This is the release of TorchServe v0.8.0.
New Features
1. **Supported [large model inference](https://github.com/pytorch/serve/blob/614bfc0a382d809d5fd59d0dbc130c57e67c3332/docs/large_model_inference.md?plain=1#L1) in distributed environment 2193 2320 2209 2215 2310 2218 lxning HamidShojanazeri**
TorchServe added the deep integration to support large model inference. It provides PyTorch native large model inference solution by integrating [PiPPy](https://github.com/pytorch/tau/tree/main/pippy). It also provides the flexibility and extensibility to support other popular libraries such as Microsoft Deepspeed, and HuggingFace Accelerate.
2. **Supported streaming response for GRPC 2186 and HTTP 2233 lxning**
To improve UX in Generative AI inference, TorchServe allows for sending intermediate token response to client side by supporting [GRPC server side streaming](https://github.com/pytorch/serve/blob/614bfc0a382d809d5fd59d0dbc130c57e67c3332/docs/grpc_api.md?plain=1#L74) and [HTTP 1.1 chunked encoding ](https://github.com/pytorch/serve/blob/614bfc0a382d809d5fd59d0dbc130c57e67c3332/docs/inference_api.md?plain=1#L103).
3. **Supported PyTorch/XLA on GPU and TPU 2182 morgandu**
By leveraging `torch.compile` it's now possible to run torchserve using XLA which is optimized for both GPU and TPU deployments.
4. **Implemented [New Metrics platform](https://github.com/pytorch/serve/issues/1492) #2199 2190 2165 namannandan lxning**
TorchServe fully supports [metrics](https://github.com/pytorch/serve/blob/master/docs/metrics.md#introduction) in Prometheus mode or Log mode. Both frontend and backend metrics can be configured in a [central metrics YAML file](https://github.com/pytorch/serve/blob/master/docs/metrics.md#central-metrics-yaml-file-definition).

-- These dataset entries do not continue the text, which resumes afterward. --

//! On-demand backups, continuous backups and point-in-time recovery.

use serde::{Deserialize, Serialize};

use super::index::{GlobalSecondaryIndexDescription, LocalSecondaryIndexDescription};
use super::key::KeySchemaElement;
use super::table::{BillingMode, ProvisionedThroughput, SSEDescription, StreamSpecification};
use super::ttl::TimeToLiveDescription;

wire_enum! {
    pub enum BackupStatus {
        Creating = "CREATING",
        Deleted = "DELETED",
        Available = "AVAILABLE",
    }
}

wire_enum! {
    /// Who created a backup.
    pub enum BackupType {
        User = "USER",
        System = "SYSTEM",
        AwsBackup = "AWS_BACKUP",
    }
}

wire_enum! {
    /// Backup type filter for `ListBackups`.
    pub enum BackupTypeFilter {
        User = "USER",
        System = "SYSTEM",
        AwsBackup = "AWS_BACKUP",
        All = "ALL",
    }
}

wire_enum! {
    pub enum ContinuousBackupsStatus {
        Enabled = "ENABLED",
        Disabled = "DISABLED",
    }
}

wire_enum! {
    pub enum PointInTimeRecoveryStatus {
        Enabled = "ENABLED",
        Disabled = "DISABLED",
    }
}

/// Core properties of a backup.
#[derive(Debug, Clone, PartialEq, Serialize, Deserialize)]
#[serde(rename_all = "PascalCase")]
pub struct BackupDetails {
    pub backup_arn: String,
    pub backup_name: String,
    #[serde(skip_serializing_if = "Option::is_none")]
    pub backup_size_bytes: Option<i64>,
    pub backup_status: BackupStatus,
    pub backup_type: BackupType,
    pub backup_creation_date_time: f64,
    /// Only set for `SYSTEM` backups.
    #[serde(skip_serializing_if = "Option::is_none")]
    pub backup_expiry_date_time: Option<f64>,
}

/// Table properties captured at backup time.
#[derive(Debug, Clone, Default, PartialEq, Serialize, Deserialize)]
#[serde(rename_all = "PascalCase")]
pub struct SourceTableDetails {
    pub table_name: String,
    pub table_id: String,
    #[serde(skip_serializing_if = "Option::is_none")]
    pub table_arn: Option<String>,
    #[serde(skip_serializing_if = "Option::is_none")]
    pub table_size_bytes: Option<i64>,
    pub key_schema: Vec<KeySchemaElement>,
    pub table_creation_date_time: f64,
    pub provisioned_throughput: ProvisionedThroughput,
    #[serde(skip_serializing_if = "Option::is_none")]
    pub item_count: Option<i64>,
    #[serde(skip_serializing_if = "Option::is_none")]
    pub billing_mode: Option<BillingMode>,
}

/// Indexes, stream, TTL and SSE settings of the table at backup time.
#[derive(Debug, Clone, Default, PartialEq, Serialize, Deserialize)]
#[serde(rename_all = "PascalCase")]
pub struct SourceTableFeatureDetails {
    #[serde(default, skip_serializing_if = "Vec::is_empty")]
    pub local_secondary_indexes: Vec<LocalSecondaryIndexDescription>,
    #[serde(default, skip_serializing_if = "Vec::is_empty")]
    pub global_secondary_indexes: Vec<GlobalSecondaryIndexDescription>,
    #[serde(skip_serializing_if = "Option::is_none")]
    pub stream_description: Option<StreamSpecification>,
    #[serde(skip_serializing_if = "Option::is_none")]
    pub time_to_live_description: Option<TimeToLiveDescription>,
    #[serde(rename = "SSEDescription", skip_serializing_if = "Option::is_none")]
    pub sse_description: Option<SSEDescription>,
}

/// Full description of a backup.
#[derive(Debug, Clone, Default, PartialEq, Serialize, Deserialize)]
#[serde(rename_all = "PascalCase")]
pub struct BackupDescription {
    #[serde(skip_serializing_if = "Option::is_none")]
    pub backup_details: Option<BackupDetails>,
    #[serde(skip_serializing_if = "Option::is_none")]
    pub source_table_details: Option<SourceTableDetails>,
    #[serde(skip_serializing_if = "Option::is_none")]
    pub source_table_feature_details: Option<SourceTableFeatureDetails>,
}

/// One entry of a `ListBackups` page.
#[derive(Debug, Clone, Default, PartialEq, Serialize, Deserialize)]
#[serde(rename_all = "PascalCase")]
pub struct BackupSummary {
    #[serde(skip_serializing_if = "Option::is_none")]
    pub table_name: Option<String>,
    #[serde(skip_serializing_if = "Option::is_none")]
    pub table_id: Option<String>,
    #[serde(skip_serializing_if = "Option::is_none")]
    pub table_arn: Option<String>,
    #[serde(skip_serializing_if = "Option::is_none")]
    pub backup_arn: Option<String>,
    #[serde(skip_serializing_if = "Option::is_none")]
    pub backup_name: Option<String>,
    #[serde(skip_serializing_if = "Option::is_none")]
    pub backup_creation_date_time: Option<f64>,
    #[serde(skip_serializing_if = "Option::is_none")]
    pub backup_expiry_date_time: Option<f64>,
    #[serde(skip_serializing_if = "Option::is_none")]
    pub backup_status: Option<BackupStatus>,
    #[serde(skip_serializing_if = "Option::is_none")]
    pub backup_type: Option<BackupType>,
    #[serde(skip_serializing_if = "Option::is_none")]
    pub backup_size_bytes: Option<i64>,
}

/// Continuous backups and point-in-time recovery state of a table.
#[derive(Debug, Clone, PartialEq, Serialize, Deserialize)]
#[serde(rename_all = "PascalCase")]
pub struct ContinuousBackupsDescription {
    pub continuous_backups_status: ContinuousBackupsStatus,
    #[serde(skip_serializing_if = "Option::is_none")]
    pub point_in_time_recovery_description: Option<PointInTimeRecoveryDescription>,
}

impl ContinuousBackupsDescription {
    /// Returns `true` if the table can be restored to a point in time.
    #[must_use]
    pub fn point_in_time_recovery_enabled(&self) -> bool {
        self.point_in_time_recovery_description
            .as_ref()
            .and_then(|d| d.point_in_time_recovery_status.as_ref())
            == Some(&PointInTimeRecoveryStatus::Enabled)
    }
}

#[derive(Debug, Clone, Default, PartialEq, Serialize, Deserialize)]
#[serde(rename_all = "PascalCase")]
pub struct PointInTimeRecoveryDescription {
    #[serde(skip_serializing_if = "Option::is_none")]
    pub point_in_time_recovery_status: Option<PointInTimeRecoveryStatus>,
    /// Earliest restorable time, epoch seconds.
    #[serde(skip_serializing_if = "Option::is_none")]
    pub earliest_restorable_date_time: Option<f64>,
    /// Latest restorable time, typically five minutes before now.
    #[serde(skip_serializing_if = "Option::is_none")]
    pub latest_restorable_date_time: Option<f64>,
}

#[derive(Debug, Clone, Copy, Default, PartialEq, Eq, Serialize, Deserialize)]
#[serde(rename_all = "PascalCase")]
pub struct PointInTimeRecoverySpecification {
    pub point_in_time_recovery_enabled: bool,
}
//! Error mapping over HTTP: service errors, signature rejects, transport
//! failures.

#[cfg(test)]
mod tests {
    use dynamite_client::model::ServiceErrorCode;
    use dynamite_client::model::input::{DescribeLimitsInput, DescribeTableInput, PutItemInput};
    use dynamite_client::model::{AttributeValue, Item};
    use dynamite_client::{ClientError, DynamoDb, DynamoDbError};

    use crate::{StubServer, create_simple_table, simple_table, stub_client, stub_client_with};

    #[tokio::test]
    async fn test_should_map_missing_table_to_resource_not_found() {
        let server = StubServer::start();
        let client = stub_client(&server);

        let err = client
            .describe_table(DescribeTableInput::new("nope"))
            .await
            .expect_err("describe missing table");

        assert_eq!(err.code(), Some(&ServiceErrorCode::ResourceNotFoundException));
        assert!(err.request_id().is_some_and(|id| id.starts_with("STUB-")));
        assert!(err.to_string().contains("nope"));
        // Not retryable, so exactly one attempt.
        assert_eq!(server.targets().len(), 1);
    }

    #[tokio::test]
    async fn test_should_reject_duplicate_table() {
        let server = StubServer::start();
        let client = stub_client(&server);
        create_simple_table(&client, "dup").await;

        let err = client
            .create_table(simple_table("dup"))
            .await
            .expect_err("second create");
        assert_eq!(err.code(), Some(&ServiceErrorCode::ResourceInUseException));
    }

    #[tokio::test]
    async fn test_should_report_validation_error_for_missing_key() {
        let server = StubServer::start();
        let client = stub_client(&server);
        create_simple_table(&client, "keys").await;

        let item = Item::from([("other".to_owned(), AttributeValue::from("x"))]);
        let err = client
            .put_item(PutItemInput::new("keys", item))
            .await
            .expect_err("put without key");
        assert_eq!(err.code(), Some(&ServiceErrorCode::ValidationException));
        assert!(!err.is_retryable());
    }

    #[tokio::test]
    async fn test_should_surface_bad_signature() {
        let server = StubServer::start();
        let client = stub_client_with(&server, crate::ACCESS_KEY, "wrong-secret");

        let err = client
            .describe_limits(DescribeLimitsInput::default())
            .await
            .expect_err("bad secret");

        assert_eq!(err.code(), Some(&ServiceErrorCode::InvalidSignatureException));
        assert_eq!(server.rejected_signatures(), 1);
        assert!(server.targets().is_empty());
    }

    #[tokio::test]
    async fn test_should_give_up_when_throttling_persists() {
        let server = StubServer::start();
        let client = stub_client(&server);
        server.throttle_next(10);

        let err = client
            .describe_limits(DescribeLimitsInput::default())
            .await
            .expect_err("throttled");

        assert!(err.is_throttling());
        assert_eq!(
            err.code(),
            Some(&ServiceErrorCode::ProvisionedThroughputExceededException)
        );
        // One attempt plus three retries.
        assert_eq!(server.targets().len(), 4);
    }

    #[tokio::test]
    async fn test_should_fail_with_transport_error_when_nothing_listens() {
        let server = StubServer::start();
        let client = stub_client(&server);
        drop(server);

        let err = client
            .describe_limits(DescribeLimitsInput::default())
            .await
            .expect_err("connection refused");

        assert!(matches!(err, DynamoDbError::Client(ClientError::Transport(_))));
        assert!(err.code().is_none());
        assert!(err.is_retryable());
    }
}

5. **Supported map based model config YAML file. 2193 lxning**
Added [config-file](https://github.com/pytorch/serve/blob/2f1f52f553e83703b5c380c2570a36708ee5cafa/model-archiver/README.md?plain=1#L119) option for model config to model archiver tool. Users is able to flexibly define customized parameters in this YAML file, and easily access them in backend handler via variable [context.model_yaml_config](https://github.com/pytorch/serve/blob/2f1f52f553e83703b5c380c2570a36708ee5cafa/docs/configuration.md?plain=1#L267). This new feature also made TorchServe easily support the other new features and enhancements.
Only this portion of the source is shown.